> _WHAT IS NEEDED_:
Every record must be copied exactly.

*** SUPPLIED DATA

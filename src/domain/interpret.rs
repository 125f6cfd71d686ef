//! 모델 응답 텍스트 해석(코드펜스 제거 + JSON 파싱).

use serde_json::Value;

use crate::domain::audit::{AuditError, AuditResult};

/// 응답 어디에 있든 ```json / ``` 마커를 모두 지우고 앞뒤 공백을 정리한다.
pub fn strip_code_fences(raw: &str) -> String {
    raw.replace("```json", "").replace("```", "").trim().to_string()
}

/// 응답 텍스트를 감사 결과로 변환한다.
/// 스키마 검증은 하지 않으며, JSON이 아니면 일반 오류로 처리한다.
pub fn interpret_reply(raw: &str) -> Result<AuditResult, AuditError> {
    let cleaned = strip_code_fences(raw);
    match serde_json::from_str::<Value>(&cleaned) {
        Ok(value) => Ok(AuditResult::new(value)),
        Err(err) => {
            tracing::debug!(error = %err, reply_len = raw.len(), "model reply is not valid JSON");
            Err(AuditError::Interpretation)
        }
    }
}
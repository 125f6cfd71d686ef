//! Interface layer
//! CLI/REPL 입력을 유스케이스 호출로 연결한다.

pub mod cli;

******

> _PROBLEM SOLUTION_:
filename src/domain/interpret.rs
repository 125f6cfd71d686ef
//! 모델 응답 텍스트 해석(코드펜스 제거 + JSON 파싱).

use serde_json::Value;

use crate::domain::audit::{AuditError, AuditResult};

/// 응답 어디에 있든 ```json / ``` 마커를 모두 지우고 앞뒤 공백을 정리한다.
pub fn strip_code_fences(raw: &str) -> String {
    raw.replace("```json", "").replace("```", "").trim().to_string()
}

/// 응답 텍스트를 감사 결과로 변환한다.
/// 스키마 검증은 하지 않으며, JSON이 아니면 일반 오류로 처리한다.
pub fn interpret_reply(raw: &str) -> Result<AuditResult, AuditError> {
    let cleaned = strip_code_fences(raw);
    match serde_json::from_str::<Value>(&cleaned) {
        Ok(value) => Ok(AuditResult::new(value)),
        Err(err) => {
            tracing::debug!(error = %err, reply_len = raw.len(), "model reply is not valid JSON");
            Err(AuditError::Interpretation)
        }
    }
}
repository 125f6cfd71d686ef
//! Interface layer
//! CLI/REPL 입력을 유스케이스 호출로 연결한다.

pub mod cli;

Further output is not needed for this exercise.